* **Provided information**:

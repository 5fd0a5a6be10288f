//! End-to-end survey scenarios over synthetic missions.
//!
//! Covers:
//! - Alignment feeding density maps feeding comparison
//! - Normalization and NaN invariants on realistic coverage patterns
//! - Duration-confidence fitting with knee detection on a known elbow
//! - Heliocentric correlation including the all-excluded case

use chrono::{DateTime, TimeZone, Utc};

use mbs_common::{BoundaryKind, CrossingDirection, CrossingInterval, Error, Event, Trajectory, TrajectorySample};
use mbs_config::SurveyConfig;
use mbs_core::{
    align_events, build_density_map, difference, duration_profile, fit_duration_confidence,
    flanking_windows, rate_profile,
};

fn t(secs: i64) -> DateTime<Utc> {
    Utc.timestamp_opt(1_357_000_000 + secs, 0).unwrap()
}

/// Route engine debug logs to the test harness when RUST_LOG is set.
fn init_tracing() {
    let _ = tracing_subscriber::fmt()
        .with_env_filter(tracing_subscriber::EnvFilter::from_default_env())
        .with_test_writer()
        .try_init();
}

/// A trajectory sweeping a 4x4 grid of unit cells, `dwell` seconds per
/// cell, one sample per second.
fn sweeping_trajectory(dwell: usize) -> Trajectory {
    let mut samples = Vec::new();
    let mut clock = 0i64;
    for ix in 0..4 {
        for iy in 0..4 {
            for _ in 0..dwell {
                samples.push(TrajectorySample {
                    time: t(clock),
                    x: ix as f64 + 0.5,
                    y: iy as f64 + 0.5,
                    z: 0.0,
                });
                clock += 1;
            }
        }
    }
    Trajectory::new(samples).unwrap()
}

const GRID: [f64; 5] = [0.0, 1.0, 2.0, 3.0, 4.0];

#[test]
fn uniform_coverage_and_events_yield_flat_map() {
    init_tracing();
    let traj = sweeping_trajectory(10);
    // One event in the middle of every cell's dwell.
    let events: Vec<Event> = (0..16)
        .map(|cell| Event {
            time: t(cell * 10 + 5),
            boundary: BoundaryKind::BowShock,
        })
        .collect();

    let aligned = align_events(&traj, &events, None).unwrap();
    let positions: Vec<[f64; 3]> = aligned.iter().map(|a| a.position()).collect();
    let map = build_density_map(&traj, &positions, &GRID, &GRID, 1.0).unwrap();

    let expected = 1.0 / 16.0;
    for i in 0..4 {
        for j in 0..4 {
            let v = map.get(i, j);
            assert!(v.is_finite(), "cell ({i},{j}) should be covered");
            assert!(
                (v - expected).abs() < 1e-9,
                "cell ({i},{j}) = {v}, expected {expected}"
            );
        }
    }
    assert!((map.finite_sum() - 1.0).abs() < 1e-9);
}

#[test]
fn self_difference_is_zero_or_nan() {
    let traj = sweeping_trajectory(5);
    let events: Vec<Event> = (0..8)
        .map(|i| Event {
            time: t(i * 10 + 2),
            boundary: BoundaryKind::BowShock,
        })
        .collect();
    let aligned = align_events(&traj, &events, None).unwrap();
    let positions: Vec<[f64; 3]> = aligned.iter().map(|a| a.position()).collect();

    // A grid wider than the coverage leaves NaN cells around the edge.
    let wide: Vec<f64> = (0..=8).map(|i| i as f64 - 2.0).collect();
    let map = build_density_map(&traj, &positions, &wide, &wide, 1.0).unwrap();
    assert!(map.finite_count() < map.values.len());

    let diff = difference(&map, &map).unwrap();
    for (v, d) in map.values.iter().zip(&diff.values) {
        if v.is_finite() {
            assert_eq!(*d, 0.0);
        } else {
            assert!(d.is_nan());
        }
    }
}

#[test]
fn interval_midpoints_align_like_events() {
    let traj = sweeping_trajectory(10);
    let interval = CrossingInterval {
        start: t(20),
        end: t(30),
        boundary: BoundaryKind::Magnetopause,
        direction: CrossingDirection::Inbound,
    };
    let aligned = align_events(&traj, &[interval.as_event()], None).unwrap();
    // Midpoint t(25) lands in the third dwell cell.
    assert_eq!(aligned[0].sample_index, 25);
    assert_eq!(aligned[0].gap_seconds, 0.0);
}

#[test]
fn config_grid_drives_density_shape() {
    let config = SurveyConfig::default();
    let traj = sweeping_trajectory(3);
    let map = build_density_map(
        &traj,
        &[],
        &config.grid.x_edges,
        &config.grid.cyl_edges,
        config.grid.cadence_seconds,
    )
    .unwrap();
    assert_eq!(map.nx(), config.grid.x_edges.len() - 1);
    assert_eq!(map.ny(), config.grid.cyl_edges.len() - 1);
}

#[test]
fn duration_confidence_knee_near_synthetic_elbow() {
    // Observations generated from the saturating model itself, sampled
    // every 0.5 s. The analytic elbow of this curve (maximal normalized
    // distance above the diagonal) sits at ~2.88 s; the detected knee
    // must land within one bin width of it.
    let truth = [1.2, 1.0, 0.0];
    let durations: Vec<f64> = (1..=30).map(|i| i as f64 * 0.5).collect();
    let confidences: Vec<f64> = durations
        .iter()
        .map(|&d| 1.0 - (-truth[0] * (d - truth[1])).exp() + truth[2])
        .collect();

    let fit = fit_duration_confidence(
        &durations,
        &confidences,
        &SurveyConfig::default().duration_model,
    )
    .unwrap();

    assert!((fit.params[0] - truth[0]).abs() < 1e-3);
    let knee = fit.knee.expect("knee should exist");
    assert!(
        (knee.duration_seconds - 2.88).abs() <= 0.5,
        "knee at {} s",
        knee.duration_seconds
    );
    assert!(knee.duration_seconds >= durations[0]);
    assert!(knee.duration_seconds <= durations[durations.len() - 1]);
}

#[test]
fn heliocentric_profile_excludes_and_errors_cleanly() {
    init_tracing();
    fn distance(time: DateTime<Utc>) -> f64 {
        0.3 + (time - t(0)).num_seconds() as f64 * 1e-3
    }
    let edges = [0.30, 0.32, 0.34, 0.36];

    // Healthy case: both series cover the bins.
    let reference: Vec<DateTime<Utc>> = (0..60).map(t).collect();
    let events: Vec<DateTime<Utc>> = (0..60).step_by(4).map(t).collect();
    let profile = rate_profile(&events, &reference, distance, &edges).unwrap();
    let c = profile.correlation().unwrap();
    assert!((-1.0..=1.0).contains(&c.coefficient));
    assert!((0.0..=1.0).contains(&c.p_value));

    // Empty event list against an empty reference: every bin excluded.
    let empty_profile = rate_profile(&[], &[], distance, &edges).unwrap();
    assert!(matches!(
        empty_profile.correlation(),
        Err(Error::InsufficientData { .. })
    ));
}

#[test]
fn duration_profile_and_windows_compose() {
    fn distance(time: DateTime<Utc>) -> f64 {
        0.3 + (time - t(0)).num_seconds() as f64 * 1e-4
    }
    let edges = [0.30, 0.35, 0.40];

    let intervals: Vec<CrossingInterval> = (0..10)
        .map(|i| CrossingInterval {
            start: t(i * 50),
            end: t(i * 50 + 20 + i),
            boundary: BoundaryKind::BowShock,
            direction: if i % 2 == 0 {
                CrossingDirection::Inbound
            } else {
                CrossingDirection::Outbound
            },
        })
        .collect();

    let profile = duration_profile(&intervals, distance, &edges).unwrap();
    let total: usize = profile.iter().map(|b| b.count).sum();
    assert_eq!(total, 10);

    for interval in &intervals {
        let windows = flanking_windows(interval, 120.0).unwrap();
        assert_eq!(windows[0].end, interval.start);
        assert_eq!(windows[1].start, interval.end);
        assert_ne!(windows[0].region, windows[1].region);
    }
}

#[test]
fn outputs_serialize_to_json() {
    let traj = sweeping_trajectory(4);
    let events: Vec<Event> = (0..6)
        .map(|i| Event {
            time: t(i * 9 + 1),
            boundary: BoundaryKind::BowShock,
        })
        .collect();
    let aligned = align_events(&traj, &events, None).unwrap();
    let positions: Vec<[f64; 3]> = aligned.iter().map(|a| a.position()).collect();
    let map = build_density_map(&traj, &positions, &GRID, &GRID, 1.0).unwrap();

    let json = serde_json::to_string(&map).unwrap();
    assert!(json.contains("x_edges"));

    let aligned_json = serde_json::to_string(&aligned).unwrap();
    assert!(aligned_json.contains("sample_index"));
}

* **How to complete this task**:
All lines above that include the word "Inbound" should be located and copied.

* **Finished task**:
        direction: CrossingDirection::Inbound,
                CrossingDirection::Inbound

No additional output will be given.